In real life, Norma Jeane Mortenson (Monroe’s real name) was the third child of Gladys Pearl Baker, and her father’s identity was highly disputed until relatively recently. Gladys Pearl’s first husband, John Newton Baker, took her first two children from her, leaving her as a struggling film editor, grappling with mental health issues. Throughout Marilyn’s youth, her mother’s mental health issues worsened leading to Marilyn being placed in foster care. Following a violent nervous breakdown, Baker was institutionalized for several years. Eventually, Baker reunited with Marilyn as her popularity was blossoming, then married, John Stewart Eley, a man who had a secret family in Idaho. Her mother’s struggles led Marilyn Monroe, at her PR team’s advisement, to tell the public that she was an orphan, despite he mother still being alive and her father’s identity being unknown. In 2022, DNA testing revealed her father to be Gladys Baker’s former coworker Charles Stanley Gifford. Eventually, a gossip columnist discovered Baker was actually alive, and Monroe was not an orphan. When the news broke of Monroe’s true past, Baker suffered another nervous breakdown and was reinstitutionalized. Monroe continued to send her mother a monthly allowance and left her a $100,000 dollar trust fund upon her death.
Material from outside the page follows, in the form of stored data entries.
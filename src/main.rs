use clap::Parser;
use swingscan::cli::{Cli, run};

fn main() -> std::process::ExitCode {
    env_logger::Builder::from_env(env_logger::Env::default().default_filter_or("info")).init();
    run(Cli::parse())
}
//! INI file configuration adapter.

use crate::domain::error::SwingscanError;
use crate::ports::config_port::ConfigPort;
use configparser::ini::Ini;
use std::path::Path;

#[derive(Debug)]
pub struct FileConfigAdapter {
    config: Ini,
}

impl FileConfigAdapter {
    pub fn from_file<P: AsRef<Path>>(path: P) -> Result<Self, SwingscanError> {
        let path = path.as_ref();
        let mut config = Ini::new();
        config
            .load(path)
            .map_err(|reason| SwingscanError::ConfigParse {
                file: path.display().to_string(),
                reason,
            })?;
        Ok(Self { config })
    }

    pub fn from_string(content: &str) -> Result<Self, SwingscanError> {
        let mut config = Ini::new();
        config
            .read(content.to_string())
            .map_err(|reason| SwingscanError::ConfigParse {
                file: "<string>".to_string(),
                reason,
            })?;
        Ok(Self { config })
    }

    fn parse_bool(value: &str) -> Option<bool> {
        match value.to_lowercase().as_str() {
            "true" | "yes" | "1" => Some(true),
            "false" | "no" | "0" => Some(false),
            _ => None,
        }
    }
}

impl ConfigPort for FileConfigAdapter {
    fn get_string(&self, section: &str, key: &str) -> Option<String> {
        self.config.get(section, key)
    }

    fn get_int(&self, section: &str, key: &str, default: i64) -> i64 {
        self.config
            .getint(section, key)
            .ok()
            .flatten()
            .unwrap_or(default)
    }

    fn get_double(&self, section: &str, key: &str, default: f64) -> f64 {
        self.config
            .getfloat(section, key)
            .ok()
            .flatten()
            .unwrap_or(default)
    }

    fn get_bool(&self, section: &str, key: &str, default: bool) -> bool {
        self.config
            .get(section, key)
            .as_ref()
            .and_then(|v| Self::parse_bool(v))
            .unwrap_or(default)
    }
}
//! swingscan: swing-trade signal engine and walk-forward backtester.
//!
//! Hexagonal architecture: domain logic in [`domain`], port traits in [`ports`],
//! concrete implementations in [`adapters`], command-line front end in [`cli`].

pub mod domain;
pub mod ports;
pub mod adapters;
pub mod cli;
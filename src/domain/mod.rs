//! Core domain types and logic.

pub mod ohlcv;
pub mod indicator;
pub mod pivot;
pub mod risk;
pub mod signal;
pub mod backtest;
pub mod metrics;
pub mod scanner;
pub mod ledger;
pub mod universe;
pub mod config_validation;
pub mod error;
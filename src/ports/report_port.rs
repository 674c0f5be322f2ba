//! Backtest report port.

use crate::domain::backtest::BacktestState;
use crate::domain::error::SwingscanError;

/// Port for writing backtest artefacts.
pub trait ReportPort {
    fn write(&self, state: &BacktestState, initial_capital: f64) -> Result<(), SwingscanError>;
}
//! JSON webhook notifier.

use crate::domain::signal::Signal;
use serde::Serialize;

/// Body posted for each signal. Every number is rounded to two decimals.
#[derive(Debug, Clone, PartialEq, Serialize)]
pub struct WebhookPayload {
    pub ticker: String,
    pub price: f64,
    pub ema20: f64,
    pub ema50: f64,
    pub ema200: f64,
    pub rsi: f64,
    pub macd: f64,
    pub atr: f64,
    pub time: String,
    pub rationale: String,
    pub entry: f64,
    pub stop_loss: f64,
    pub take_profit: f64,
    pub position_size: f64,
    pub position_value: f64,
    pub estimated_net_profit: f64,
    pub estimated_loss: f64,
    pub rr_ratio: f64,
}

fn round2(value: f64) -> f64 {
    (value * 100.0).round() / 100.0
}

impl From<&Signal> for WebhookPayload {
    fn from(signal: &Signal) -> Self {
        let s = &signal.snapshot;
        WebhookPayload {
            ticker: signal.ticker.clone(),
            price: round2(s.close),
            ema20: round2(s.ema20),
            ema50: round2(s.ema50),
            ema200: round2(s.ema200),
            rsi: round2(s.rsi),
            macd: round2(s.macd),
            atr: round2(s.atr),
            time: signal.timestamp.format("%Y-%m-%d").to_string(),
            rationale: signal.rationale.join("; "),
            entry: round2(signal.entry_price),
            stop_loss: round2(signal.stop_loss),
            take_profit: round2(signal.take_profit),
            position_size: round2(signal.position_size),
            position_value: round2(signal.position_value),
            estimated_net_profit: round2(signal.estimated_net_profit),
            estimated_loss: round2(signal.estimated_loss),
            rr_ratio: round2(signal.risk_reward_ratio),
        }
    }
}

#[cfg(feature = "webhook")]
pub use client::WebhookAdapter;

#[cfg(feature = "webhook")]
mod client {
    use super::WebhookPayload;
    use crate::domain::error::SwingscanError;
    use crate::domain::signal::Signal;
    use crate::ports::notify_port::NotifyPort;
    use std::time::Duration;

    pub struct WebhookAdapter {
        url: String,
        client: reqwest::blocking::Client,
    }

    impl WebhookAdapter {
        pub fn new(url: &str, timeout: Duration) -> Result<Self, SwingscanError> {
            let client = reqwest::blocking::Client::builder()
                .timeout(timeout)
                .build()
                .map_err(|e| SwingscanError::Notify {
                    reason: format!("failed to build HTTP client: {}", e),
                })?;
            Ok(Self {
                url: url.to_string(),
                client,
            })
        }
    }

    impl NotifyPort for WebhookAdapter {
        fn send(&self, signal: &Signal) -> Result<u16, SwingscanError> {
            let payload = WebhookPayload::from(signal);
            let response = self
                .client
                .post(&self.url)
                .json(&payload)
                .send()
                .map_err(|e| SwingscanError::Notify {
                    reason: format!("POST {} failed: {}", self.url, e),
                })?;

            let status = response.status();
            if !status.is_success() {
                return Err(SwingscanError::Notify {
                    reason: format!("POST {} returned {}", self.url, status),
                });
            }
            Ok(status.as_u16())
        }
    }
}
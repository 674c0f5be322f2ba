//! Earnings calendar loaded from a `ticker,date` CSV.

use crate::domain::error::SwingscanError;
use crate::ports::earnings_port::EarningsPort;
use chrono::NaiveDate;
use serde::Deserialize;
use std::collections::HashMap;
use std::path::Path;

#[derive(Debug, Default)]
pub struct EarningsCsvAdapter {
    dates: HashMap<String, Vec<NaiveDate>>,
}

#[derive(Debug, Deserialize)]
struct EarningsRow {
    ticker: String,
    date: NaiveDate,
}

impl EarningsCsvAdapter {
    pub fn from_file<P: AsRef<Path>>(path: P) -> Result<Self, SwingscanError> {
        let path = path.as_ref();
        let mut rdr = csv::Reader::from_path(path).map_err(|e| SwingscanError::Data {
            reason: format!("failed to read {}: {}", path.display(), e),
        })?;

        let mut dates: HashMap<String, Vec<NaiveDate>> = HashMap::new();
        for result in rdr.deserialize::<EarningsRow>() {
            let row = result.map_err(|e| SwingscanError::Data {
                reason: format!("{}: {}", path.display(), e),
            })?;
            dates
                .entry(row.ticker.trim().to_uppercase())
                .or_default()
                .push(row.date);
        }

        Ok(Self { dates })
    }
}

impl EarningsPort for EarningsCsvAdapter {
    fn is_near_earnings(&self, ticker: &str, as_of: NaiveDate, window_days: i64) -> bool {
        self.dates
            .get(&ticker.to_uppercase())
            .is_some_and(|dates| {
                dates.iter().any(|d| {
                    let days = (*d - as_of).num_days();
                    (0..=window_days).contains(&days)
                })
            })
    }
}
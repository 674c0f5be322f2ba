//! Sectioned key/value configuration port.

pub trait ConfigPort {
    fn get_string(&self, section: &str, key: &str) -> Option<String>;
    fn get_int(&self, section: &str, key: &str, default: i64) -> i64;
    fn get_double(&self, section: &str, key: &str, default: f64) -> f64;
    fn get_bool(&self, section: &str, key: &str, default: bool) -> bool;

    /// Trimmed value of `key`; blank values count as unset.
    fn get_non_blank(&self, section: &str, key: &str) -> Option<String> {
        self.get_string(section, key)
            .map(|s| s.trim().to_string())
            .filter(|s| !s.is_empty())
    }
}
//! Rolling simple mean of volume.

use crate::domain::ohlcv::PriceBar;

pub fn calculate_volume_ma(bars: &[PriceBar], period: usize) -> Vec<Option<f64>> {
    let mut out = vec![None; bars.len()];
    if period == 0 || bars.len() < period {
        return out;
    }

    let mut sum: f64 = bars[..period].iter().map(|b| b.volume).sum();
    out[period - 1] = Some(sum / period as f64);

    for i in period..bars.len() {
        sum += bars[i].volume - bars[i - period].volume;
        out[i] = Some(sum / period as f64);
    }

    out
}
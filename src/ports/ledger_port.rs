//! Capital bookkeeping port.

use crate::domain::error::SwingscanError;
use crate::domain::ledger::LedgerEntry;
use chrono::NaiveDateTime;

pub trait LedgerPort {
    fn closed_operations(&self) -> Result<Vec<LedgerEntry>, SwingscanError>;

    /// Persist the current capital and append it to the capital history.
    fn record_capital(&self, at: NaiveDateTime, capital: f64) -> Result<(), SwingscanError>;
}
How accurate is Blonde’s Portrayal of Marilyn Monroe’s Mother?
Clearly, there are some differences between Blonde’s depiction of Gladys Pearl Baker, and her actual life. Blonde film takes several liberties in creating scenarios between Norma Jeane and her mother that wouldn’t have been public information because they happened behind closed doors. Notably, there is no evidence of her mother driving them into a fire or trying to drown her. The only proven facts depicted in the movie about Baker are that she was diagnosed with paranoid schizophrenia and was institutionalized. The major changes made by Blonde From real life are part of what has led to the backlash against the movie.
The changes made by the film are not just limited to Monroe’s relationship with her mother. The movie and novel it's based on alter, embellish, or completely fabricate major aspects of Monroe’s life surrounding her relationships, pregnancies, and hardships. As Blonde does not claim to be a biopic, but does draw heavily on Monroe's life, it leaves the film in a gray area. The director, Andrew Dominik, has said himself that Blonde is not meant to be accurate, stating, “it’s all fiction anyway, in my opinion,” a claim that might be complicated by the number of true events that the movie draws upon.